## WHAT THIS TASK INVOLVES:
Write down exactly the lines of the records below, beginning with the first and ending with the line that includes "Registration) -> AppResult<User>;".

## LISTED RECORDS:
//! Authentication service - registration, login and the admin bootstrap.

use async_trait::async_trait;
use std::sync::Arc;
use validator::Validate;

use crate::config::{AdminSeed, MSG_BUSINESS_REQUIRED, MSG_DUPLICATE_ACCOUNT, MSG_DUPLICATE_TAX_ID};
use crate::domain::profile::parse_birth_date;
use crate::domain::{NewAuditEntry, NewUser, Password, Registration, User, UserRole};
use crate::errors::{AppError, AppResult};
use crate::infra::UnitOfWork;
use crate::with_transaction;

#[cfg(any(test, feature = "test-utils"))]
use mockall::automock;

/// Result of `/crear_admin`.
#[derive(Debug, Clone)]
pub enum BootstrapOutcome {
    Created(User),
    AlreadyExists,
}

/// Authentication service trait for dependency injection.
#[cfg_attr(any(test, feature = "test-utils"), automock)]
#[async_trait]
pub trait AuthService: Send + Sync {
    /// Create a user, its role profile and the "Creación" audit entry in one
    /// transaction.
    async fn register(&self, registration: Registration) -> AppResult<User>;

    /// Match `identifier` against username or email and verify the password.
    async fn login(&self, identifier: &str, password: &str) -> AppResult<User>;

    /// Create the configured administrator unless that username exists.
    async fn bootstrap_admin(&self) -> AppResult<BootstrapOutcome>;
}

/// Concrete implementation of AuthService using Unit of Work.
pub struct Authenticator<U: UnitOfWork> {
    uow: Arc<U>,
    admin: AdminSeed,
}

impl<U: UnitOfWork> Authenticator<U> {
    pub fn new(uow: Arc<U>, admin: AdminSeed) -> Self {
        Self { uow, admin }
    }
}

#[async_trait]
impl<U: UnitOfWork> AuthService for Authenticator<U> {
    async fn register(&self, registration: Registration) -> AppResult<User> {
        let registration = registration.normalized();
        registration.validate()?;

        let role = registration.role();
        if role.is_admin() {
            return Err(AppError::validation(
                "No es posible registrarse como Administrador",
            ));
        }

        let password_hash = Password::new(&registration.password)?.into_string();

        let user = with_transaction!(self.uow, |ctx| {
            let users = ctx.users();
            if users
                .username_or_email_taken(&registration.username, &registration.email)
                .await?
            {
                return Err(AppError::conflict(MSG_DUPLICATE_ACCOUNT));
            }

            // Everything that can reject the form runs before the first insert
            let birth_date = parse_birth_date(&registration.birth_date)?;
            if role == UserRole::Entrepreneur {
                if registration.business_name.is_empty() || registration.tax_id.is_empty() {
                    return Err(AppError::validation(MSG_BUSINESS_REQUIRED));
                }
                if ctx.entrepreneurs().tax_id_taken(&registration.tax_id).await? {
                    return Err(AppError::conflict(MSG_DUPLICATE_TAX_ID));
                }
            }

            let user = users
                .create(NewUser {
                    username: registration.username.clone(),
                    email: registration.email.clone(),
                    password_hash,
                    role: role.clone(),
                })
                .await?;

            match role {
                UserRole::Explorer => {
                    ctx.explorers()
                        .create(user.id, &registration.explorer(birth_date))
                        .await?;
                }
                UserRole::Entrepreneur => {
                    ctx.entrepreneurs()
                        .create(user.id, &registration.entrepreneur(birth_date))
                        .await?;
                }
                _ => {}
            }

            ctx.audit()
                .append(NewAuditEntry::user_created(user.id, &user.username, &user.role))
                .await?;

            Ok(user)
        })?;

        tracing::info!(user_id = user.id, username = %user.username, role = %user.role, "User registered");
        Ok(user)
    }

    async fn login(&self, identifier: &str, password: &str) -> AppResult<User> {
        let identifier = identifier.trim();
        let found = self.uow.users().find_by_identifier(identifier).await?;

        match found {
            Some(user) if Password::from_hash(user.password_hash.clone()).verify(password) => {
                tracing::info!(user_id = user.id, role = %user.role, "User logged in");
                Ok(user)
            }
            Some(user) => {
                tracing::debug!(user_id = user.id, "Rejected login: wrong password");
                Err(AppError::InvalidCredentials)
            }
            None => {
                // Same cost as a real verification
                Password::verify_dummy(password);
                Err(AppError::InvalidCredentials)
            }
        }
    }

    async fn bootstrap_admin(&self) -> AppResult<BootstrapOutcome> {
        let seed = self.admin.clone();
        if self
            .uow
            .users()
            .find_by_username(&seed.username)
            .await?
            .is_some()
        {
            return Ok(BootstrapOutcome::AlreadyExists);
        }

        let password_hash = Password::new(seed.password())?.into_string();

        let outcome = with_transaction!(self.uow, |ctx| {
            let users = ctx.users();
            if users.find_by_username(&seed.username).await?.is_some() {
                return Ok(BootstrapOutcome::AlreadyExists);
            }
            if users
                .username_or_email_taken(&seed.username, &seed.email)
                .await?
            {
                return Err(AppError::conflict(MSG_DUPLICATE_ACCOUNT));
            }

            let user = users
                .create(NewUser {
                    username: seed.username.clone(),
                    email: seed.email.clone(),
                    password_hash,
                    role: UserRole::Administrator,
                })
                .await?;
            Ok(BootstrapOutcome::Created(user))
        })?;

        if let BootstrapOutcome::Created(user) = &outcome {
            tracing::info!(user_id = user.id, username = %user.username, "Administrator created");
        }
        Ok(outcome)
    }
}

#[cfg(test)]
mod tests {
    use super::*;
    use chrono::Utc;
    use mockall::predicate::eq;

    use crate::infra::{
        AuditRepository, EntrepreneurRepository, ExplorerRepository, MockAuditRepository,
        MockEntrepreneurRepository, MockExplorerRepository, MockUserRepository, TransactionContext,
        UserRepository,
    };

    /// Unit of work over mocked read repositories; transactions always fail.
    struct TestUnitOfWork {
        users: Arc<MockUserRepository>,
    }

    #[async_trait]
    impl UnitOfWork for TestUnitOfWork {
        fn users(&self) -> Arc<dyn UserRepository> {
            self.users.clone()
        }

        fn explorers(&self) -> Arc<dyn ExplorerRepository> {
            Arc::new(MockExplorerRepository::new())
        }

        fn entrepreneurs(&self) -> Arc<dyn EntrepreneurRepository> {
            Arc::new(MockEntrepreneurRepository::new())
        }

        fn audit(&self) -> Arc<dyn AuditRepository> {
            Arc::new(MockAuditRepository::new())
        }

        async fn transaction<F, T>(&self, _f: F) -> AppResult<T>
        where
            F: for<'a> FnOnce(TransactionContext<'a>) -> std::pin::Pin<
                    Box<dyn std::future::Future<Output = AppResult<T>> + Send + 'a>,
                > + Send,
            T: Send,
        {
            Err(AppError::internal("Transactions not supported in test mock"))
        }
    }

    fn service(users: MockUserRepository) -> Authenticator<TestUnitOfWork> {
        Authenticator::new(
            Arc::new(TestUnitOfWork {
                users: Arc::new(users),
            }),
            AdminSeed::default(),
        )
    }

    fn stored_user(password: &str) -> User {
        User {
            id: 3,
            username: "ana".into(),
            email: "ana@x.com".into(),
            password_hash: Password::new(password).unwrap().into_string(),
            role: UserRole::Explorer,
            created_at: Utc::now(),
        }
    }

    #[tokio::test]
    async fn test_login_success() {
        let mut repo = MockUserRepository::new();
        let user = stored_user("secreto");
        repo.expect_find_by_identifier()
            .with(eq("ana"))
            .returning(move |_| Ok(Some(user.clone())));

        let logged_in = service(repo).login(" ana ", "secreto").await.unwrap();
        assert_eq!(logged_in.id, 3);
    }

    #[tokio::test]
    async fn test_login_wrong_password() {
        let mut repo = MockUserRepository::new();
        let user = stored_user("secreto");
        repo.expect_find_by_identifier()
            .returning(move |_| Ok(Some(user.clone())));

        let result = service(repo).login("ana", "otra").await;
        assert!(matches!(result, Err(AppError::InvalidCredentials)));
    }

    #[tokio::test]
    async fn test_login_unknown_identifier_is_indistinguishable() {
        let mut repo = MockUserRepository::new();
        repo.expect_find_by_identifier().returning(|_| Ok(None));

        let err = service(repo).login("nadie", "x").await.unwrap_err();
        assert!(matches!(err, AppError::InvalidCredentials));
        assert_eq!(err.to_string(), "Credenciales incorrectas");
    }

    #[tokio::test]
    async fn test_bootstrap_when_admin_exists() {
        let mut repo = MockUserRepository::new();
        repo.expect_find_by_username()
            .with(eq("admin"))
            .returning(|_| {
                Ok(Some(User {
                    id: 1,
                    username: "admin".into(),
                    email: "admin@myiana.com".into(),
                    password_hash: String::new(),
                    role: UserRole::Administrator,
                    created_at: Utc::now(),
                }))
            });

        let outcome = service(repo).bootstrap_admin().await.unwrap();
        assert!(matches!(outcome, BootstrapOutcome::AlreadyExists));
    }

    #[tokio::test]
    async fn test_register_rejects_blank_username_before_any_write() {
        let registration = Registration {
            username: "  ".into(),
            email: "a@b.c".into(),
            password: "x".into(),
            role: "Explorador".into(),
            ..Default::default()
        };

        let result = service(MockUserRepository::new())
            .register(registration)
            .await;
        assert!(matches!(result, Err(AppError::Validation(_))));
    }

    #[tokio::test]
    async fn test_register_as_administrator_refused() {
        let registration = Registration {
            username: "root".into(),
            email: "root@x.com".into(),
            password: "x".into(),
            role: "Administrador".into(),
            ..Default::default()
        };

        let result = service(MockUserRepository::new())
            .register(registration)
            .await;
        assert!(matches!(result, Err(AppError::Validation(_))));
    }
}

## TASK OUTPUT:
//! Authentication service - registration, login and the admin bootstrap.

use async_trait::async_trait;
use std::sync::Arc;
use validator::Validate;

use crate::config::{AdminSeed, MSG_BUSINESS_REQUIRED, MSG_DUPLICATE_ACCOUNT, MSG_DUPLICATE_TAX_ID};
use crate::domain::profile::parse_birth_date;
use crate::domain::{NewAuditEntry, NewUser, Password, Registration, User, UserRole};
use crate::errors::{AppError, AppResult};
use crate::infra::UnitOfWork;
use crate::with_transaction;

#[cfg(any(test, feature = "test-utils"))]
use mockall::automock;

/// Result of `/crear_admin`.
#[derive(Debug, Clone)]
pub enum BootstrapOutcome {
    Created(User),
    AlreadyExists,
}

/// Authentication service trait for dependency injection.
#[cfg_attr(any(test, feature = "test-utils"), automock)]
#[async_trait]
pub trait AuthService: Send + Sync {
    /// Create a user, its role profile and the "Creación" audit entry in one
    /// transaction.
    async fn register(&self, registration: Registration) -> AppResult<User>;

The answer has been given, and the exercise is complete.